In exchange rate model explanation,

"...If under the domestic risk neutral measure $Q_d$, the process $X(t)$ satisfies

$\displaystyle \frac{dX(t)}{X(t)}=\sigma dZ_d(t)$

Since $Z_d(t)$ is $Q_d$-Brownian motion, so $X(t)$ is a $Q_d$-martingale."

How does this last line work? I cannot see what theorem has been applied


2 Answers 2


The solution of your SDE is known as the Stochastic Exponential:

$$X_t=X_0e^{\sigma Z_t-\sigma^2t^2/2}$$

(You can check this solution by applying Ito to the function $f(t,Z_t)=\ln X_t$.)

Taking the expectation of $X_t$ to check its martingale property, since $Z_t\sim N(0,t)$ then $E(e^{\sigma Z_t})=e^{\sigma^2t^2/2}$:

$$E(X_t)=E(X_0e^{\sigma Z_t-\sigma^2t^2/2})=X_0e^{-\sigma^2t^2}E(e^{\sigma Z_t})=X_0$$

Hence $X_t$ is martingale for $Z_t$ Brownian Motion (and Brownian Motions are Martingales).

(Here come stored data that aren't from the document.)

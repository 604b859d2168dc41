//! Diagnostics
//!
//! Every problem a setter notices is reported here: logged through
//! `tracing` on the `sepc` target and recorded for the caller to inspect.

use std::fmt;

use serde::{Deserialize, Serialize};

use crate::{Options, StyleError, StyleResult};

/// Prefix on every logged message
pub const PREFIX: &str = "SEPC v2.0";

/// Diagnostic severity. Only chooses the log channel, never control flow,
/// unless `Options::throw_errors` is set.
#[derive(Debug, Clone, Copy, PartialEq, Eq, PartialOrd, Ord, Hash, Serialize, Deserialize)]
#[serde(rename_all = "lowercase")]
pub enum Severity {
    Info,
    Warning,
    Error,
}

/// The style concern a diagnostic is about
#[derive(Debug, Clone, Copy, PartialEq, Eq, Hash, Serialize, Deserialize)]
#[serde(rename_all = "camelCase")]
pub enum Concern {
    /// Selector resolution
    Element,
    BackgroundColor,
    Color,
    Dimension,
    MinMaxSize,
    Margin,
    Padding,
    Border,
    Outline,
    BorderRadius,
    TextAlign,
    BackgroundImage,
    BackgroundRepeat,
    BackgroundAttachment,
    BackgroundPosition,
}

impl Concern {
    pub fn as_str(self) -> &'static str {
        match self {
            Self::Element => "element",
            Self::BackgroundColor => "backgroundColor",
            Self::Color => "color",
            Self::Dimension => "dimension",
            Self::MinMaxSize => "minMaxSize",
            Self::Margin => "margin",
            Self::Padding => "padding",
            Self::Border => "border",
            Self::Outline => "outline",
            Self::BorderRadius => "borderRadius",
            Self::TextAlign => "textAlign",
            Self::BackgroundImage => "backgroundImage",
            Self::BackgroundRepeat => "backgroundRepeat",
            Self::BackgroundAttachment => "backgroundAttachment",
            Self::BackgroundPosition => "backgroundPosition",
        }
    }
}

impl fmt::Display for Concern {
    fn fmt(&self, f: &mut fmt::Formatter<'_>) -> fmt::Result {
        f.write_str(self.as_str())
    }
}

/// A logged notice about missing, invalid or defaulted input
#[derive(Debug, Clone, PartialEq, Eq, Serialize, Deserialize)]
pub struct Diagnostic {
    pub severity: Severity,
    pub concern: Concern,
    pub message: String,
}

impl Diagnostic {
    pub fn new(severity: Severity, concern: Concern, message: impl Into<String>) -> Self {
        Self {
            severity,
            concern,
            message: message.into(),
        }
    }

    pub fn error(concern: Concern, message: impl Into<String>) -> Self {
        Self::new(Severity::Error, concern, message)
    }

    pub fn warning(concern: Concern, message: impl Into<String>) -> Self {
        Self::new(Severity::Warning, concern, message)
    }

    pub fn info(concern: Concern, message: impl Into<String>) -> Self {
        Self::new(Severity::Info, concern, message)
    }

    fn emit(&self) {
        match self.severity {
            Severity::Error => tracing::error!(target: "sepc", concern = %self.concern, "{}", self),
            Severity::Warning => tracing::warn!(target: "sepc", concern = %self.concern, "{}", self),
            Severity::Info => tracing::info!(target: "sepc", concern = %self.concern, "{}", self),
        }
    }
}

impl fmt::Display for Diagnostic {
    fn fmt(&self, f: &mut fmt::Formatter<'_>) -> fmt::Result {
        write!(f, "{PREFIX} - {}: {}", self.concern, self.message)
    }
}

/// Applies the reporting options and keeps the record
#[derive(Debug, Default)]
pub(crate) struct Reporter {
    options: Options,
    records: Vec<Diagnostic>,
}

impl Reporter {
    pub fn new(options: Options) -> Self {
        Self {
            options,
            records: Vec::new(),
        }
    }

    pub fn options(&self) -> &Options {
        &self.options
    }

    pub fn records(&self) -> &[Diagnostic] {
        &self.records
    }

    pub fn take(&mut self) -> Vec<Diagnostic> {
        std::mem::take(&mut self.records)
    }

    /// Log and record a diagnostic. Errors come back as `Err` only when
    /// the caller asked for them with `throw_errors`.
    pub fn report(&mut self, diagnostic: Diagnostic) -> StyleResult<()> {
        if self.options.suppress_warnings && diagnostic.severity < Severity::Error {
            return Ok(());
        }

        diagnostic.emit();
        self.records.push(diagnostic.clone());

        if self.options.throw_errors && diagnostic.severity == Severity::Error {
            return Err(StyleError::Rejected(diagnostic));
        }
        Ok(())
    }
}
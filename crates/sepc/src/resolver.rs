//! Selector resolution
//!
//! `"body"` (any ASCII case) targets the document body; anything else is
//! a class name. Nothing is cached, so every call sees the live document.

use crate::diagnostics::{Concern, Diagnostic, Reporter};
use crate::{StyleHost, StyleResult};

const INVALID_SELECTOR: &str = "Invalid element selector";
const NO_ELEMENTS: &str = "No elements found with the specified selector";

/// How a selector string is interpreted
#[derive(Debug, Clone, Copy, PartialEq, Eq)]
pub enum Selector<'a> {
    Body,
    Class(&'a str),
}

impl<'a> Selector<'a> {
    /// `None` for an empty or blank selector
    pub fn parse(selector: &'a str) -> Option<Self> {
        if selector.trim().is_empty() {
            None
        } else if selector.eq_ignore_ascii_case("body") {
            Some(Self::Body)
        } else {
            Some(Self::Class(selector))
        }
    }
}

/// Resolve a selector to the elements to mutate
pub(crate) fn resolve<H: StyleHost>(
    host: &H,
    selector: &str,
    reporter: &mut Reporter,
) -> StyleResult<Vec<H::Element>> {
    match Selector::parse(selector) {
        None => {
            reporter.report(Diagnostic::error(Concern::Element, INVALID_SELECTOR))?;
            Ok(Vec::new())
        }
        Some(Selector::Body) => Ok(host.body().into_iter().collect()),
        Some(Selector::Class(class_names)) => {
            let elements = host.elements_by_class_name(class_names);
            if elements.is_empty() {
                reporter.report(Diagnostic::warning(
                    Concern::Element,
                    format!("{NO_ELEMENTS}: \"{class_names}\""),
                ))?;
            }
            Ok(elements)
        }
    }
}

Most of the time, when you have a simple SDE without a drift, it's a martingale because the Wiener process itself is a martingale. In your example, you have a constant with the Wiener process, therefore the whole process must also be a martingale because the expectation is clearly X(t).

However, we can't conclude a driftless SDE is always a martingale. There're cases that a driftless SDE is a local-martingale or super-martingale. What we can conclude in your example that it's an obvious martingale.